As gentlemen, my sauna companions make sure I'm OK with the heat. And I am. It's the cold that pushes the extremes. Just steps beyond the Russian rock room is an aptly named "cold plunge," a small, deep pool of barely melted iceberg. I don't let the warning sign about sudden temperature changes and heart attacks scare me. The plunge is so incredibly cold -- and thrilling after the intense heat -- I have to experience it three times. Even Mark Twain recognized the pleasure in pain when he described his first Russian steam as "exquisite torture."
For more cooling, there's a sizable unheated indoor pool. Extra heat comes from a eucalyptus steam room, a whirlpool illuminated by a skylight and sunshine on the rooftop deck. Though many come here for the Russian sauna, the sprawling place also offers rooms for sleeping, massage, watching TV and playing cards, in addition to a VIP locker room and a cafe featuring Middle Eastern cuisine.
It's easy to understand the appeal of the shvitz. It was a popular ritual among Russian and immigrant Jews, who visited the public bathhouse in preparation for the Sabbath and to glory in indoor plumbing. The City Spa, which opened in 1955 as the Pico-Burnside Baths, is one of a few Russian-style spas in the country (the others are in New York, Chicago, Detroit and Miami). It also offers a glimpse of L.A.'s Jewish history on that stretch of Pico.
In 1989,Simon Cambiz, bought the bathhouse with his brothers and extensively remodeled it. Cambiz is an Iranian Jew of Russian heritage, remembers shvitzing all afternoon with his father as a kid. He's still a daily visitor. But now on Saturday nights, families from all walks of life and many regions of the world, bond through the power of sweat.

Tuesday, March 20, 2012

A Steamy Tradition / By Robert Eshman, Associate Editor- Copyright The Jewish Journal

A Steamy Tradition / Copyright The Jewish Journal
by Robert Eshman, Associated Editor

Community / For 45 years the City Spa has attracted an electric and peaceful a mix of people as Los Angeles can offer.

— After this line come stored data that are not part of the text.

use std::fmt;
use std::path::{Path, PathBuf};

use anyhow::Result;

use crate::fs::Fs;

/// What kind of action a job log line records.
#[derive(Debug, Clone, Copy, PartialEq, Eq)]
pub enum Action {
    Detect,
    Correct,
    Backup,
    Rename,
    Remove,
    Transition,
    Submit,
    Kill,
    Prepare,
    Manual,
}

impl fmt::Display for Action {
    fn fmt(&self, f: &mut fmt::Formatter<'_>) -> fmt::Result {
        let s = match self {
            Action::Detect => "detect",
            Action::Correct => "correct",
            Action::Backup => "backup",
            Action::Rename => "rename",
            Action::Remove => "remove",
            Action::Transition => "transition",
            Action::Submit => "submit",
            Action::Kill => "kill",
            Action::Prepare => "prepare",
            Action::Manual => "manual",
        };
        f.write_str(s)
    }
}

/// Append-only, human-readable record of everything done to one job,
/// kept at `<job>/htc_job.log`.
#[derive(Debug, Clone)]
pub struct JobLog<'a> {
    fs: &'a Fs,
    job: PathBuf,
    path: PathBuf,
}

impl<'a> JobLog<'a> {
    pub fn new(fs: &'a Fs, job: &Path) -> Self {
        let mut path = PathBuf::new();
        fs.job_log(job, &mut path);
        Self {
            fs,
            job: job.to_path_buf(),
            path,
        }
    }

    pub fn path(&self) -> &Path {
        &self.path
    }

    /// Write one timestamped line: `YYYY-MM-DD HH:MM:SS [action] message`.
    pub fn write(&self, action: Action, msg: &str) -> Result<()> {
        log::debug!("{:?} [{}] {}", self.job, action, msg);
        let stamp = chrono::Local::now().format("%Y-%m-%d %H:%M:%S");
        self.fs.append_line(&self.path, &format!("{stamp} [{action}] {msg}"))
    }
}

#[cfg(test)]
mod test {
    use super::*;
    use tempfile::tempdir;

    #[test]
    fn test_log_lines() -> Result<()> {
        let dir = tempdir()?;
        let fs = Fs::new(dir.path(), false);
        let log = JobLog::new(&fs, dir.path());
        log.write(Action::Detect, "TOO FEW BANDS in out")?;
        log.write(Action::Correct, "INCAR: NBANDS 16 -> 20")?;

        let text = fs.read_to_string(log.path())?;
        let lines: Vec<&str> = text.lines().collect();
        assert_eq!(2, lines.len());
        assert!(lines[0].ends_with("[detect] TOO FEW BANDS in out"));
        assert!(lines[1].ends_with("[correct] INCAR: NBANDS 16 -> 20"));
        // "2026-01-01 12:00:00 " prefix
        assert_eq!(Some(' '), lines[0].chars().nth(19));
        Ok(())
    }
}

     This story begins as no other, with its author lying naked on a warm stone slab, being beaten with eucalyptus branches by a large Russian man named Lazar. "You like this?" he says. "You like it?" 
     At the City Spa on Pico Boulevard and Burnside Avenue, they call this a "plaitza." As Lazar's hot mop of fresh-cut eucalyptus leaves thwacks my body, long-clogged pores open to suck in the super-heated air. The temperature in the Russian-style rock room - reportedly the only one of its kind in the country, climbs up to 200 degrees. Aches and stresses melt like butter. Lazar Kumpan, who, in civilian dress, is CEO of a medical instruments company, gives me one last slap. After 15 minutes, I'm a new man.
     I've just discovered what Eastern European Jews have known for centuries, and what many Angelenos have known for decades: The Shvitz is life.
     Located on a stretch of Pico Boulevard that was settled, then abandoned, and is now being rediscovered by the Jewish community, City Spa, originally called Pico Burnside Baths, evokes the kind of loyalty and teary-eyed reminiscence usually bequeathed upon, say, the pastrami at Langer's or the eggs and onions at Arts.
     Cappy Capsuto, 82, has been going to the City Spa since it opened 45 years ago. That's when Jewish gangsters such as Mickey Cohen and Bugsey Siegel frequented the place. "A lot of guys go to the pool hall or to the bar" he says, dressed in the flouncy toga everyone wears when they're not naked. "We'd come here. You meet a bunch of guys from where you're at. You get a good steam."
     Long before City Spa, Jews from Eastern Europe brought thier love of the steam bath to America. Part refuge, part social club, part health resort, the baths were a place to schmooze, relax, have a glass of schnapps and a nibble of herring. City Spa is the last authentic shvitz in Los Angeles, say its long devoted patrons. Only the 10th Street Baths in Manhattan comes close to its atmosphere, though Capsuto would differ. "Nah," he corrects another old-timer, "that's like comparing chicken salad to chicken s---."
     For numerous Jewish families, the spa has endured as a rite of passage, a tradition. "My father used to take me here when I was a kid." Danny Brookman, 49, tells me. "Now I started taking my sons here."
     On this particular Thursday evening, Brookman and his father, Bob, 73, soak in the Jacuzzi while Brookman's sons, Jordan, 12, Miles, 9, and Max, 7, dare each other into the cold plunge. "My dad used to take me here when I was a kid" says Brookman, a Santa Monica lawyer. "and now I take my kids." Many of the men at City Spa tell the same story. They first came holding thier fathers hand, and they've kept coming back. 
     But its not just Fathers and sons. City Spa attracts an electric and peacful mix of people as Los Angeles can offer. On any given night, Jewish Defense League leader Irv Rubin will find himself soaking next to a black Muslim. John F. Kennedy Jr. may drop in. Jesse Jackson, former Los Angeles District Attorney Ira Reiner, Orthodox Jews, Russians, Israelis, the old-timers, children, actors, agents all come - the place is a United Nations of sweat.
     When little Max Brookman slips on his way out of the rock room, a familiar voice asks, "You OK?" When Max looks up, he sees a smiling John Travolta.
    You pay 30 dollars to enter (updated 2012 $40) - discounted annual memberships are also available - but nobody seems to rush in and out. Besides the rock room, there's a wet-steam room, thick with hot eucalyptus scented mist, the Jacuzzi; a cool swimming pool; a dry sauna.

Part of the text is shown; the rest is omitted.